WCU celebrates retention milestone, looks toward future enrollment challenges
Meeting a deadline five minutes ahead of time can be challenging, so after meeting an important enrollment goal five years early, leaders at Western Carolina University are celebrating.
The university has battled low retention rates for years, but it has now reached the magic number of 80 percent — meaning that 80 percent of last year’s freshmen returned to campus for their sophomore year this fall. Less than 10 years ago, in 2007, the figure was down at 67 percent.
“I think that retention is the work of everybody on campus,” said Lowell Davis, WCU’s assistant vice chancellor for student success. “It’s not something that’s in academic affairs. It’s not something that’s in student affairs. Everybody plays a role.”
A few changes outside the academic sphere might have contributed to the increased retention, said Tim Metz, assistant vice chancellor for institutional planning and effectiveness. The recent successes of the football team and marching band, for example, might be increasing student satisfaction by giving them something to rally around as Catamounts. Marketing aimed at emphasizing WCU’s place as a Mecca for people who want to spend their weekends hiking or fishing or mountain biking — not those who would rather visit a shopping mall or take in an urban bar scene — has ramped up, helping to create a student body that’s more predisposed to like what Western has to offer.
It’s also possible the 2012 legalization of countywide alcohol sales made a difference. Before, students had to drive all the way to Sylva to buy a drink. Like it or not, alcohol is part of the college experience, so some students might be happier in Cullowhee being able to pick up a six-pack from the corner gas station.
But one of the most significant changes where student retention is concerned happened in 2013, when the university created the position of assistant vice chancellor for student success — Davis’ job.
Related Items
“His efforts and the efforts of the staff underneath him we feel had a lot of to do with the improvement in retention rate,” Metz said.
A lot of Davis’ work focuses on what he calls “intrusive advising.” His office pinpoints groups of students considered at the highest risk of dropping out — transfer students, first-generation college students, students coming from the foster care system — and assigns them a counselor to check in at specific points during their first year on campus.
“We attempt to have multiple conversations throughout the year,” Davis said. “We check in with the students when they first come to campus. We interact with them when their fifth week grades come out.”
Students who are failing three or more classes come week five, Davis said, are then required to meet with an advisor before scheduling their spring classes. The goal is to create as many check-in points as possible to make sure potentially struggling students are doing OK and, if they’re not, that they get the help they need to turn it around.
Of course, it doesn’t always work. Some students leave their freshman year and don’t return. When that happens, the university tries to find out why. Students have the option to request a follow-up call, which gives academic affairs the chance to find out if there’s anything the university can do to make it possible for the student to come back.

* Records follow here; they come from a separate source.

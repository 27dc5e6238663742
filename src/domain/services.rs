//! Time source for the scheduling workflow.
//!
//! The aggregate never reads the clock itself: callers pass explicit
//! timestamps, and the use cases obtain them from an injected [`Clock`].

use crate::domain::types::TimestampUtc;
use chrono::Duration;
use std::sync::Mutex;

/// Clock service for timestamp generation.
pub trait Clock: Send + Sync {
    fn now(&self) -> TimestampUtc;
}

/// Wall clock.
#[derive(Debug, Clone, Copy, Default)]
pub struct SystemClock;

impl Clock for SystemClock {
    fn now(&self) -> TimestampUtc {
        TimestampUtc::now()
    }
}

/// Clock that only moves when told to.
#[derive(Debug)]
pub struct ManualClock {
    current: Mutex<TimestampUtc>,
}

impl ManualClock {
    pub fn new(start: TimestampUtc) -> Self {
        Self {
            current: Mutex::new(start),
        }
    }

    pub fn set(&self, at: TimestampUtc) {
        if let Ok(mut current) = self.current.lock() {
            *current = at;
        }
    }

    pub fn advance(&self, by: Duration) {
        if let Ok(mut current) = self.current.lock() {
            *current = TimestampUtc(current.0 + by);
        }
    }
}

impl Clock for ManualClock {
    fn now(&self) -> TimestampUtc {
        match self.current.lock() {
            Ok(current) => *current,
            Err(poisoned) => *poisoned.into_inner(),
        }
    }
}
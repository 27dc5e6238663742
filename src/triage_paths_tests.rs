use super::*;
use serial_test::serial;

struct HomeGuard(Option<std::ffi::OsString>);

impl HomeGuard {
    fn set(value: &Path) -> Self {
        let previous = std::env::var_os(TRIAGE_HOME_ENV);
        std::env::set_var(TRIAGE_HOME_ENV, value);
        Self(previous)
    }
}

impl Drop for HomeGuard {
    fn drop(&mut self) {
        match self.0.take() {
            Some(value) => std::env::set_var(TRIAGE_HOME_ENV, value),
            None => std::env::remove_var(TRIAGE_HOME_ENV),
        }
    }
}

#[test]
#[serial]
fn test_env_override_is_used() {
    let dir = tempfile::tempdir().unwrap();
    let root = dir.path().join("triage-home");
    let _guard = HomeGuard::set(&root);

    let paths = TriagePaths::resolve(None).unwrap();
    assert_eq!(paths.root(), root.as_path());
    assert!(root.is_dir());
}

#[test]
#[serial]
fn test_configured_dir_wins_over_env() {
    let env_dir = tempfile::tempdir().unwrap();
    let configured = tempfile::tempdir().unwrap();
    let _guard = HomeGuard::set(env_dir.path());

    let paths = TriagePaths::resolve(Some(configured.path())).unwrap();
    assert_eq!(paths.root(), configured.path());
}

#[test]
#[serial]
fn test_default_is_under_home() {
    if dirs::home_dir().is_none() {
        return;
    }
    let previous = std::env::var_os(TRIAGE_HOME_ENV);
    std::env::remove_var(TRIAGE_HOME_ENV);

    let resolved = TriagePaths::resolve(None);

    if let Some(value) = previous {
        std::env::set_var(TRIAGE_HOME_ENV, value);
    }
    let paths = resolved.unwrap();
    assert!(paths.root().ends_with(".appointment-triage"));
}

#[test]
fn test_layout_creates_subdirectories() {
    let dir = tempfile::tempdir().unwrap();
    let paths = TriagePaths::resolve(Some(dir.path())).unwrap();

    let appointments = paths.appointments_dir().unwrap();
    let pending = paths.pending_dir().unwrap();
    let log = paths.structured_log_path().unwrap();

    assert!(appointments.is_dir());
    assert!(pending.is_dir());
    assert!(log.parent().unwrap().is_dir());
    assert!(log.ends_with("logs/triage.jsonl"));
    assert_eq!(paths.event_log_path(), dir.path().join("events.jsonl"));
}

“A lot of students mentioned they were going back home to handle either financial obligations or they needed to go back home to take care of family issues,” Davis said. “So it’s not that students don’t want to be at Western. It’s something external to the situation.”
At least, according to those students who do return the survey. Not all of them do.

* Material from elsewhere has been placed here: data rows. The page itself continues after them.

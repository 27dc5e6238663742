//! Scheduling use cases.
//!
//! `SchedulingWorkflow` connects the decision engine to the appointment
//! aggregate: requests are evaluated, then either materialized right away or
//! parked as a [`PendingDecision`] until a reviewer approves or rejects them.
//!
//! Events are published before the matching persistence writes, in the order
//! the aggregate produced them. Domain and store errors never cross this
//! boundary; every use case returns a [`UseCaseFailure`] instead.

use crate::decision::{AutonomyLevel, DecisionEngine, DecisionResult, DecisionWeight};
use crate::domain::{
    Appointment, AppointmentChange, AppointmentDraft, AppointmentEvent, AppointmentId,
    AppointmentState, Clock, PriorityLevel, TimestampUtc,
};
use crate::workflow::outcome::UseCaseFailure;
use crate::workflow::pending::{AppointmentRequest, PendingDecision};
use crate::workflow::ports::{
    AppointmentFilter, AppointmentRepository, EventPublisher, PendingDecisionRepository, StoreError,
};
use serde::Serialize;
use std::sync::Arc;

/// Result of [`SchedulingWorkflow::request_appointment`].
#[derive(Debug, Clone, PartialEq, Serialize)]
#[serde(tag = "outcome", rename_all = "snake_case")]
pub enum RequestOutcome {
    /// The engine allowed the request to proceed unattended.
    Scheduled {
        appointment: Appointment,
        decision: DecisionResult,
    },
    /// The request waits for a reviewer.
    Pending {
        pending_decision_id: String,
        autonomy_level: AutonomyLevel,
        reason: String,
        decision: DecisionResult,
    },
}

But regardless of survey return rates, the improvement in retention is undeniable — an exciting stat for a university that’s long struggled with that metric.
In 2007 one-third — 33 percent — of freshman students didn’t come back the next fall. Retention climbed to 76 percent in 2009 and then worked its way down to 72 percent in 2011. By 2012, WCU was seeing a retention rate of 74 percent, and the university endorsed a strategic plan calling for an 80 percent retention rate by 2020.
Compared to nearby universities, WCU’s retention numbers were way low. Appalachian State University, for example, had an 87.6 percent retention rate in 2012. For University of North Carolina Asheville, 78.4 percent of students who enrolled in fall 2011 came back in fall 2012.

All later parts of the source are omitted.